Певцы

Павел Панов
                Павел Панов


                ПЕВЦЫ
                (рассказ)

   Дождь шел третью неделю. В тайге было сыро так, что земля чавкала, а экспедиционные собаки не могли найти себе место, жались к палаткам – хоть один бок да сухой. В отряде от безделья начались мелкие стычки, Ахмед опять доставал Композитора, и все это в любой момент могло закончиться большой дракой, когда в ход пойдут охотничьи ножи, топоры, - это уже было не один раз, и все в период затяжных дождей, то есть, по дури.
  - Надо сегодня дежурить всю ночь, - сказал Андрей, сдавая карты.
  - А мы что делаем, шеф? – удивился Толян, крепыш-топограф. – Ты – начальник отряда, если скажешь, что игра в преферанс на всю ночь, от вечернего сеанса радиосвязи  до утреннего, не есть дежурство… Ну, то тогда мы снимем с гвоздя штатное оружие и будем патрулировать лагерь. По периметру. И кричать при этом: «Слу-у-у-шай!»
  - Я – пас! – сказал Михалыч, старший геофизик и потер желтую, как подвядшая дынька лысину. – Пас, в смысле карта не прет. А дежурить, сынки, надо.
  - Двое нас!
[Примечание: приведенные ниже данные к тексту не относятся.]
//! Card dispatch.
//!
//! Turns one drawn card into pawn movement for the acting player, asking
//! the decision provider for every choice the card leaves open. Answers
//! are validated here; an invalid answer is asked again up to the
//! configured number of attempts, then the card resolves as a no-op.

use crate::board::{home_entry_allowed, move_from_start, move_pawn, plan_move, PawnRef, Target};
use crate::cards::Card;
use crate::core::{GameState, PlayerId, PAWNS_PER_PLAYER};
use crate::decisions::DecisionProvider;
use crate::effects::InteractionResolver;
use crate::error::{ErrorKind, MoveError};
use crate::events::{EventLog, GameEvent};

/// Spaces of a split 7 shared between the two pawns.
const SPLIT_TOTAL: u8 = 7;

/// Whether asking again could fix this error.
fn retryable(err: &MoveError) -> bool {
    err.kind() == ErrorKind::InvalidSelection && *err != MoveError::NoPawnSelected
}

/// Resolves cards for one player against borrowed engine parts.
pub(crate) struct CardDispatch<'a, D: DecisionProvider> {
    pub state: &'a mut GameState,
    pub decisions: &'a mut D,
    pub events: &'a mut EventLog,
    pub player: PlayerId,
    pub attempts: u8,
}

impl<'a, D: DecisionProvider> CardDispatch<'a, D> {
    /// Resolve `card`. Any error is the reason the card did nothing.
    pub fn resolve(&mut self, card: Card) -> Result<(), MoveError> {
        match card {
            Card::One | Card::Two => match self.branch(card)? {
                1 => self.enter_from_start(),
                _ => self.advance(i32::from(card.value())),
            },
            Card::Three | Card::Five | Card::Eight | Card::Twelve => {
                self.advance(i32::from(card.value()))
            }
            Card::Four => self.advance(-4),
            Card::Seven => match self.branch(card)? {
                1 => self.advance(i32::from(SPLIT_TOTAL)),
                _ => self.split_seven(),
            },
            Card::Ten => match self.branch(card)? {
                1 => self.advance(10),
                _ => self.advance(-1),
            },
            Card::Eleven => match self.branch(card)? {
                1 => self.advance(11),
                _ => self.switch(),
            },
            Card::Sorry => match self.branch(card)? {
                1 => self.play_sorry(),
                _ => {
                    self.save_sorry();
                    Ok(())
                }
            },
        }
    }

    /// Play a Sorry! card: pick an opponent and replace it with a Start pawn.
    pub fn play_sorry(&mut self) -> Result<(), MoveError> {
        InteractionResolver::sorry_available(self.state, self.player)?;
        let target = self.pick_target()?;
        InteractionResolver::sorry(self.state, self.player, target.pawn, self.events)?;
        Ok(())
    }

    fn save_sorry(&mut self) {
        let player = self.state.player_mut(self.player);
        player.banked_sorry += 1;
        let banked = player.banked_sorry;
        self.events.push(GameEvent::CardSaved { player: self.player, banked });
    }

    fn enter_from_start(&mut self) -> Result<(), MoveError> {
        move_from_start(self.state, self.player, self.events).map(|_| ())
    }

    /// Move a chosen pawn `delta` spaces.
    fn advance(&mut self, delta: i32) -> Result<(), MoveError> {
        self.advance_except(delta, None).map(|_| ())
    }

    fn advance_except(&mut self, delta: i32, skip: Option<usize>) -> Result<usize, MoveError> {
        let eligible: Vec<usize> = (0..PAWNS_PER_PLAYER)
            .filter(|&i| Some(i) != skip)
            .filter(|&i| {
                let pawn = PawnRef::new(self.player, i);
                let allow = home_entry_allowed(&*self.state, pawn, delta);
                plan_move(&*self.state, pawn, delta, allow).is_ok()
            })
            .collect();

        let index = self.pick_pawn(delta, &eligible)?;
        let pawn = PawnRef::new(self.player, index);
        let allow = home_entry_allowed(self.state, pawn, delta);
        move_pawn(self.state, pawn, delta, allow, self.events)?;
        Ok(index)
    }

    /// Split 7: the first pawn fully resolves before the second is chosen.
    fn split_seven(&mut self) -> Result<(), MoveError> {
        let player = self.player;
        let first = self.ask(
            |state, d| d.choose_split(state, player),
            |a| {
                if (1..SPLIT_TOTAL).contains(&a) {
                    Ok(a)
                } else {
                    Err(MoveError::InvalidSplit(a))
                }
            },
        )?;

        let moved = self.advance_except(i32::from(first), None)?;
        self.advance_except(i32::from(SPLIT_TOTAL - first), Some(moved))?;
        Ok(())
    }

    /// Card 11 alternative: trade places with an opposing pawn.
    fn switch(&mut self) -> Result<(), MoveError> {
        if self.state.opponent_targets(self.player).is_empty() {
            return Err(MoveError::NoOpponentOnTrack);
        }
        let on_track: Vec<usize> = self
            .state
            .player(self.player)
            .pawns
            .iter()
            .filter(|p| p.position.is_on_track())
            .map(|p| usize::from(p.index))
            .collect();

        let index = self.pick_pawn(0, &on_track)?;
        let target = self.pick_target()?;
        InteractionResolver::switch(
            self.state,
            PawnRef::new(self.player, index),
            target.pawn,
            self.events,
        )
    }

    fn branch(&mut self, card: Card) -> Result<u8, MoveError> {
        let player = self.player;
        self.ask(
            |state, d| d.choose_branch(state, player, card),
            |b| match b {
                1 | 2 => Ok(b),
                _ => Err(MoveError::InvalidBranch(b)),
            },
        )
    }

    fn pick_pawn(&mut self, spaces: i32, eligible: &[usize]) -> Result<usize, MoveError> {
        if eligible.is_empty() {
            return Err(MoveError::NoMovablePawn);
        }
        let player = self.player;
        self.ask(
            |state, d| d.choose_pawn(state, player, spaces, eligible),
            |answer| match answer {
                None => Err(MoveError::NoPawnSelected),
                Some(i) if eligible.contains(&i) => Ok(i),
                Some(i) => Err(MoveError::IneligiblePawn(i)),
            },
        )
    }

    fn pick_target(&mut self) -> Result<Target, MoveError> {
        let candidates = self.state.opponent_targets(self.player);
        if candidates.is_empty() {
            return Err(MoveError::NoOpponentOnTrack);
        }
        let player = self.player;
        self.ask(
            |state, d| d.choose_target(state, player, &candidates),
            |index| {
                candidates.get(index).copied().ok_or(MoveError::InvalidTarget {
                    index,
                    available: candidates.len(),
                })
            },
        )
    }

    /// Ask until the answer validates or the attempts run out.
    fn ask<A, T>(
        &mut self,
        mut question: impl FnMut(&GameState, &mut D) -> A,
        validate: impl Fn(A) -> Result<T, MoveError>,
    ) -> Result<T, MoveError> {
        let mut attempt = 1;
        loop {
            match validate(question(&*self.state, &mut *self.decisions)) {
                Ok(answer) => return Ok(answer),
                Err(err) if retryable(&err) && attempt < self.attempts => {
                    log::warn!(
                        "{}: invalid answer ({}), asking again ({}/{})",
                        self.player,
                        err,
                        attempt,
                        self.attempts
                    );
                    attempt += 1;
                }
                Err(err) => return Err(err),
            }
        }
    }
}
Тоже пас! – сказал Толян. – Плакать надо Михалыч, карта слезу любит.
  - Ну, тогда играем… Шесть бубён! – объявил игру Андрей, глядя на коллег поверх пижонских позолоченных очков.
   - Кто играет шесть бубён, то бывает… обманён! – сказал машинально Михалыч.
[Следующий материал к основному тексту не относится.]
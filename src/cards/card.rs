//! Card kinds.
//!
//! Ten ordinary values (no 6 or 9) plus the Sorry! card, which carries
//! the value 13 wherever a number is needed.

use serde::{Deserialize, Serialize};

/// One of the eleven card kinds in the deck.
#[derive(Clone, Copy, Debug, PartialEq, Eq, Hash, PartialOrd, Ord, Serialize, Deserialize)]
pub enum Card {
    One,
    Two,
    Three,
    Four,
    Five,
    Seven,
    Eight,
    Ten,
    Eleven,
    Twelve,
    Sorry,
}

impl Card {
    /// Every kind, in ascending value order.
    pub const ALL: [Card; 11] = [
        Card::One,
        Card::Two,
        Card::Three,
        Card::Four,
        Card::Five,
        Card::Seven,
        Card::Eight,
        Card::Ten,
        Card::Eleven,
        Card::Twelve,
        Card::Sorry,
    ];

    /// Copies of each kind in a full deck.
    pub const COPIES: usize = 4;

    /// Numeric value. The Sorry! card is 13.
    #[must_use]
    pub const fn value(self) -> u8 {
        match self {
            Card::One => 1,
            Card::Two => 2,
            Card::Three => 3,
            Card::Four => 4,
            Card::Five => 5,
            Card::Seven => 7,
            Card::Eight => 8,
            Card::Ten => 10,
            Card::Eleven => 11,
            Card::Twelve => 12,
            Card::Sorry => 13,
        }
    }

    /// The card with the given value, if one exists.
    #[must_use]
    pub fn from_value(value: u8) -> Option<Card> {
        Card::ALL.into_iter().find(|c| c.value() == value)
    }

    /// Cards that ask the player to pick between two effects.
    #[must_use]
    pub const fn has_branches(self) -> bool {
        matches!(
            self,
            Card::One | Card::Two | Card::Seven | Card::Ten | Card::Eleven | Card::Sorry
        )
    }

    /// One-line rule text.
    #[must_use]
    pub const fn describe(self) -> &'static str {
        match self {
            Card::One => "Move a pawn from Start OR move forward 1 space.",
            Card::Two => "Move a pawn from Start OR move forward 2 spaces. Draw again!",
            Card::Three => "Move forward 3 spaces.",
            Card::Four => "Move backward 4 spaces.",
            Card::Five => "Move forward 5 spaces.",
            Card::Seven => "Move forward 7 spaces OR split between 2 pawns.",
            Card::Eight => "Move forward 8 spaces.",
            Card::Ten => "Move forward 10 spaces OR move backward 1 space.",
            Card::Eleven => "Move forward 11 spaces OR switch with an opponent.",
            Card::Twelve => "Move forward 12 spaces.",
            Card::Sorry => "Sorry! Bump an opponent now OR save for later.",
        }
    }

    /// The canonical 44-card multiset, in value order.
    #[must_use]
    pub fn full_deck() -> Vec<Card> {
        Card::ALL
            .iter()
            .flat_map(|&c| std::iter::repeat(c).take(Card::COPIES))
            .collect()
    }
}

impl std::fmt::Display for Card {
    fn fmt(&self, f: &mut std::fmt::Formatter<'_>) -> std::fmt::Result {
        match self {
            Card::Sorry => f.write_str("Sorry!"),
            other => write!(f, "{}", other.value()),
        }
    }
}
   Преферансные шутки-прибаутки за пошлость не считались, так – фольклор, пауза и возможность посчитать взятки.
  - Вист! – сказал Толян.
  - Да тоже вист! – лихо подхватил Михалыч.
   В ближней палатке рабочих, где жили одни бывшие зэки, вдруг взорвались голоса, долетел отборный лагерный мат, игроки отложили было карты, привстали, но там высоко и фальшиво начал хохотать Композитор, а потом и все остальные заржали.
  - Ну почему именно геологии так везет на зэков? – задал риторический вопрос Толян.
  - А куда их! – решил поддержать тему Андрей. – Сидит в стране примерно полтора миллиона, выходят, в смысле откидываются, сотни тысяч каждый год. Здесь хоть адаптируются немного, с одной стороны – свобода, с другой – тайга, бежать некуда. Воровать – только тушенку на кухне… Ну, попробовали они у меня в прошлом сезоне… Помните, чем дело закончилось? Ахмед с нукерами три ночи в засаде сидел, потом принесли двух бичиков… связанных… король! Туз! Я же говорил: своя игра будет, зря время теряли, картами шлепали. Принесли и просят: увольняй, начальник, не то удавим – у своих воруют.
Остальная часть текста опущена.